I’m trying to make sense of these changes. I know they’re natural, but they still feel foreign. Maybe this is the time to redefine what fulfillment means. Maybe it’s about finding new rhythms, new joys, even in the quiet. 

I’m not there yet—but I’m listening. I’m learning. I’m still here.

The past few days have felt like a quiet echo of my earlier thoughts. I’ve been sitting with the feeling of time—how it stretches, how it weighs, how it sometimes feels like a companion I don’t quite know how to talk to. I’ve realized that part of what unsettles me is not just the slowing down, but the absence of structure. My days used to be carved out by meetings, tasks, goals. Now, they’re open. Too open.

I tried to fill the space with golf again, but even that feels different. My body reminds me that I’m not who I used to be. Two rounds a week, maybe three, and I’m spent. It’s not just physical fatigue—it’s emotional. I miss the rhythm, the camaraderie, the sense of being in motion.

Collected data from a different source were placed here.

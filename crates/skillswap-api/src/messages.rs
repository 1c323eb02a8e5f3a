use axum::{
    Extension, Json,
    extract::{Path, Query, State},
    http::StatusCode,
    response::IntoResponse,
};
use serde_json::json;
use tracing::error;
use uuid::Uuid;

use skillswap_types::api::{Claims, MessagePage, SendMessageRequest};
use skillswap_types::events::GatewayEvent;

use crate::error::{ApiError, ApiResult};
use crate::notify;
use crate::profanity;
use crate::state::AppState;
use crate::view;

const DEFAULT_PAGE: u32 = 50;
const MAX_PAGE: u32 = 200;
const MAX_BODY_LEN: usize = 2000;

/// Send a message. The chat-request gate applies: without an existing
/// conversation or an accepted request between the pair, nothing is
/// persisted and the caller gets a 403. Delivery to the receiver is
/// fire-and-forget: live session first, push fallback when offline.
pub async fn send_message(
    State(state): State<AppState>,
    Extension(claims): Extension<Claims>,
    Json(req): Json<SendMessageRequest>,
) -> ApiResult<impl IntoResponse> {
    let body = req.body.trim().to_string();
    if body.is_empty() || body.len() > MAX_BODY_LEN {
        return Err(ApiError::BadRequest(format!(
            "message must be 1-{MAX_BODY_LEN} characters"
        )));
    }
    if profanity::contains_profanity(&body) {
        return Err(ApiError::BadRequest("message contains blocked language".into()));
    }
    if req.receiver_id == claims.sub {
        return Err(ApiError::BadRequest("cannot message yourself".into()));
    }

    let sender_id = claims.sub.to_string();
    let receiver_id = req.receiver_id.to_string();

    // Run blocking DB work off the async runtime
    let db_state = state.clone();
    let message_row = tokio::task::spawn_blocking(move || -> ApiResult<_> {
        db_state
            .db
            .get_user_by_id(&receiver_id)?
            .ok_or(ApiError::NotFound)?;

        let conversation = resolve_conversation(&db_state.db, &sender_id, &receiver_id)?;

        let message_id = Uuid::new_v4();
        let row = db_state.db.insert_message(
            &message_id.to_string(),
            &conversation.id,
            &sender_id,
            &receiver_id,
            &body,
        )?;
        Ok(row)
    })
    .await
    .map_err(|e| {
        error!("spawn_blocking join error: {}", e);
        ApiError::Internal(anyhow::anyhow!(e))
    })??;

    let message = view::message(message_row);

    let delivered = state
        .dispatcher
        .send_to_user(
            req.receiver_id,
            GatewayEvent::NewMessage {
                message: message.clone(),
            },
        )
        .await;

    if !delivered {
        notify::push_to_user(
            &state,
            req.receiver_id,
            &claims.username,
            &truncate(&message.body, 120),
        )
        .await;
    }

    Ok((StatusCode::CREATED, Json(message)))
}

pub async fn list_conversations(
    State(state): State<AppState>,
    Extension(claims): Extension<Claims>,
) -> ApiResult<impl IntoResponse> {
    let user_id = claims.sub.to_string();
    let db_state = state.clone();

    let rows = tokio::task::spawn_blocking(move || db_state.db.list_conversations(&user_id))
        .await
        .map_err(|e| {
            error!("spawn_blocking join error: {}", e);
            ApiError::Internal(anyhow::anyhow!(e))
        })??;

    let summaries: Vec<_> = rows.into_iter().map(view::conversation_summary).collect();
    Ok(Json(summaries))
}

pub async fn get_messages(
    State(state): State<AppState>,
    Extension(claims): Extension<Claims>,
    Path(conversation_id): Path<Uuid>,
    Query(page): Query<MessagePage>,
) -> ApiResult<impl IntoResponse> {
    let conversation = require_participant(&state, conversation_id, claims.sub)?;

    let limit = page.limit.unwrap_or(DEFAULT_PAGE).min(MAX_PAGE);
    let before = page.before;
    let db_state = state.clone();

    let mut rows = tokio::task::spawn_blocking(move || {
        db_state
            .db
            .get_messages(&conversation.id, limit, before.as_deref())
    })
    .await
    .map_err(|e| {
        error!("spawn_blocking join error: {}", e);
        ApiError::Internal(anyhow::anyhow!(e))
    })??;

    // The query walks newest-first; the page reads oldest-first.
    rows.reverse();
    let messages: Vec<_> = rows.into_iter().map(view::message).collect();
    Ok(Json(messages))
}

pub async fn mark_read(
    State(state): State<AppState>,
    Extension(claims): Extension<Claims>,
    Path(conversation_id): Path<Uuid>,
) -> ApiResult<impl IntoResponse> {
    let conversation = require_participant(&state, conversation_id, claims.sub)?;
    let updated = state.db.mark_read(&conversation.id, &claims.sub.to_string())?;
    Ok(Json(json!({ "updated": updated })))
}

/// Sender-only delete; the peer's session learns via `messageDeleted`.
pub async fn delete_message(
    State(state): State<AppState>,
    Extension(claims): Extension<Claims>,
    Path(message_id): Path<Uuid>,
) -> ApiResult<impl IntoResponse> {
    let row = state
        .db
        .get_message(&message_id.to_string())?
        .ok_or(ApiError::NotFound)?;

    if row.sender_id != claims.sub.to_string() {
        return Err(ApiError::Forbidden("only the sender can delete a message".into()));
    }

    state.db.delete_message(&row.id)?;

    state
        .dispatcher
        .send_to_user(
            view::uid(&row.receiver_id),
            GatewayEvent::MessageDeleted {
                conversation_id: view::uid(&row.conversation_id),
                message_id,
            },
        )
        .await;

    Ok(StatusCode::NO_CONTENT)
}

pub async fn delete_conversation(
    State(state): State<AppState>,
    Extension(claims): Extension<Claims>,
    Path(conversation_id): Path<Uuid>,
) -> ApiResult<impl IntoResponse> {
    let conversation = require_participant(&state, conversation_id, claims.sub)?;

    let peer = if conversation.user_a == claims.sub.to_string() {
        view::uid(&conversation.user_b)
    } else {
        view::uid(&conversation.user_a)
    };

    state.db.delete_conversation(&conversation.id)?;

    state
        .dispatcher
        .send_to_user(peer, GatewayEvent::ConversationDeleted { conversation_id })
        .await;

    Ok(StatusCode::NO_CONTENT)
}

/// The chat-request gate: an existing conversation passes, otherwise an
/// accepted request between the pair is required before one is lazily
/// created (race-safe on the unique participant pair).
pub(crate) fn resolve_conversation(
    db: &skillswap_db::Database,
    sender_id: &str,
    receiver_id: &str,
) -> Result<skillswap_db::models::ConversationRow, ApiError> {
    if let Some(conversation) = db.conversation_between(sender_id, receiver_id)? {
        return Ok(conversation);
    }

    if !db.accepted_request_between(sender_id, receiver_id)? {
        return Err(ApiError::Forbidden(
            "no accepted chat request with this user".into(),
        ));
    }

    let conversation =
        db.get_or_create_conversation(&Uuid::new_v4().to_string(), sender_id, receiver_id)?;
    Ok(conversation)
}

fn require_participant(
    state: &AppState,
    conversation_id: Uuid,
    user: Uuid,
) -> Result<skillswap_db::models::ConversationRow, ApiError> {
    let conversation = state
        .db
        .get_conversation(&conversation_id.to_string())?
        .ok_or(ApiError::NotFound)?;

    let user = user.to_string();
    if conversation.user_a != user && conversation.user_b != user {
        return Err(ApiError::Forbidden("not your conversation".into()));
    }
    Ok(conversation)
}

fn truncate(s: &str, max: usize) -> String {
    if s.len() <= max {
        s.to_string()
    } else {
        let mut end = max;
        while !s.is_char_boundary(end) {
            end -= 1;
        }
        format!("{}…", &s[..end])
    }
}

#[cfg(test)]
mod tests {
    use super::*;
    use skillswap_db::Database;

    fn seed_user(db: &Database, name: &str) -> String {
        let id = Uuid::new_v4().to_string();
        db.create_user(&id, name, &format!("{name}@example.com"), "hash")
            .unwrap();
        id
    }

    fn accept_request(db: &Database, sender: &str, receiver: &str) {
        let id = Uuid::new_v4().to_string();
        db.create_chat_request(&id, sender, receiver).unwrap();
        db.set_chat_request_status(&id, "accepted").unwrap();
    }

    #[test]
    fn gate_refuses_without_accepted_request() {
        let db = Database::open_in_memory().unwrap();
        let alice = seed_user(&db, "alice");
        let bob = seed_user(&db, "bob");

        let err = resolve_conversation(&db, &alice, &bob).unwrap_err();
        assert!(matches!(err, ApiError::Forbidden(_)));
        // Nothing was created for the pair.
        assert!(db.conversation_between(&alice, &bob).unwrap().is_none());
    }

    #[test]
    fn gate_refuses_pending_and_rejected_requests() {
        let db = Database::open_in_memory().unwrap();
        let alice = seed_user(&db, "alice");
        let bob = seed_user(&db, "bob");

        let request_id = Uuid::new_v4().to_string();
        db.create_chat_request(&request_id, &alice, &bob).unwrap();
        assert!(resolve_conversation(&db, &alice, &bob).is_err());

        db.set_chat_request_status(&request_id, "rejected").unwrap();
        assert!(resolve_conversation(&db, &alice, &bob).is_err());
    }

    #[test]
    fn accepted_request_opens_the_gate_both_ways() {
        let db = Database::open_in_memory().unwrap();
        let alice = seed_user(&db, "alice");
        let bob = seed_user(&db, "bob");
        accept_request(&db, &alice, &bob);

        // The acceptor's side can also message first.
        let conversation = resolve_conversation(&db, &bob, &alice).unwrap();
        // Repeated sends from either side land in the same conversation.
        let again = resolve_conversation(&db, &alice, &bob).unwrap();
        assert_eq!(conversation.id, again.id);
    }

    #[test]
    fn conversation_outlives_its_request() {
        let db = Database::open_in_memory().unwrap();
        let alice = seed_user(&db, "alice");
        let bob = seed_user(&db, "bob");

        let request_id = Uuid::new_v4().to_string();
        db.create_chat_request(&request_id, &alice, &bob).unwrap();
        db.set_chat_request_status(&request_id, "accepted").unwrap();

        let conversation = resolve_conversation(&db, &alice, &bob).unwrap();

        // Re-rejecting the request later does not close an existing
        // conversation; the gate only guards creation.
        db.set_chat_request_status(&request_id, "rejected").unwrap();
        let still = resolve_conversation(&db, &alice, &bob).unwrap();
        assert_eq!(conversation.id, still.id);
    }
}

I’ve also noticed a subtle loneliness creeping in. Not the kind that comes from being alone in a room, but the kind that comes from feeling unseen. I wonder if people still think of me the same way. I wonder if I still matter in the ways I used to.

And yet, there’s a part of me that’s curious. What if this chapter isn’t about productivity, but presence? What if I’m being invited to slow down not as a punishment, but as a gift? I don’t know how to accept it yet. But I’m listening. I’m trying.